Predicate dualism

Predicate dualismphilosophy এর চিত্র ফলাফল

Predicate dualism is the theory that psychological or mentalistic predicates are (a) essential for a full description of the world and (b) are not reducible to physicalistic predicates. For a mental predicate to be reducible, there would be bridging laws connecting types of psychological states to types of physical ones in such a way that the use of the mental predicate carried no information that could not be expressed without it. An example of what we believe to be a true type reduction outside psychology is the case of water, where water is always H2O: something is water if and only if it is H2O. If one were to replace the word ‘water’ by ‘H2O’, it is plausible to say that one could convey all the same information. But the terms in many of the special sciences (that is, any science except physics itself) are not reducible in this way.
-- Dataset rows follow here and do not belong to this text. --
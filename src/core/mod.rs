//! Core types: errors, configuration.

pub mod config;
pub mod errors;
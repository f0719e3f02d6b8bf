//! Millisecond time base shared by every activity probe.

use std::sync::OnceLock;
use std::sync::atomic::{AtomicU64, Ordering};
use std::time::Instant;

/// Source of monotonic timestamps in milliseconds since an arbitrary epoch.
pub trait Clock: Send + Sync {
    /// Current timestamp in milliseconds.
    fn now_ms(&self) -> u64;
}

/// Process-local monotonic clock.
///
/// Uses `Instant` rather than `SystemTime` so wall-clock adjustments never
/// show up as counter discontinuities.
#[derive(Debug, Default, Clone, Copy)]
pub struct MonotonicClock;

impl Clock for MonotonicClock {
    fn now_ms(&self) -> u64 {
        static ORIGIN: OnceLock<Instant> = OnceLock::new();
        let origin = ORIGIN.get_or_init(Instant::now);
        // Start at 1 so a zero timestamp never reaches a statistic.
        u64::try_from(origin.elapsed().as_millis())
            .unwrap_or(u64::MAX)
            .saturating_add(1)
    }
}

/// Hand-driven clock for deterministic tests and replay.
#[derive(Debug, Default)]
pub struct ManualClock {
    now: AtomicU64,
}

impl ManualClock {
    #[must_use]
    pub fn new(start_ms: u64) -> Self {
        Self {
            now: AtomicU64::new(start_ms),
        }
    }

    /// Jump to an absolute timestamp (may go backwards).
    pub fn set(&self, now_ms: u64) {
        self.now.store(now_ms, Ordering::SeqCst);
    }

    pub fn advance(&self, delta_ms: u64) {
        self.now.fetch_add(delta_ms, Ordering::SeqCst);
    }
}

impl Clock for ManualClock {
    fn now_ms(&self) -> u64 {
        self.now.load(Ordering::SeqCst)
    }
}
Not every hurricane or every infectious disease, let alone every devaluation of the currency or every coup d’etat has the same constitutive structure. These states are defined more by what they do than by their composition or structure. Their names are classified as functional terms rather than natural kind terms. It goes with this that such kinds of state are multiply realizable; that is, they may be constituted by different kinds of physical structures under different circumstances. Because of this, unlike in the case of water and H2O, one could not replace these terms by some more basic physical description and still convey the same information. There is no particular description, using the language of physics or chemistry, that would do the work of the word ‘hurricane’, in the way that ‘H2O’ would do the work of ‘water’. It is widely agreed that many, if not all, psychological states are similarly irreducible, and so psychological predicates are not reducible to physical descriptions and one has predicate dualism. (The classic source for irreducibility in the special sciences in general is Fodor (1974), and for irreducibility in the philosophy of mind, Davidson (1971).)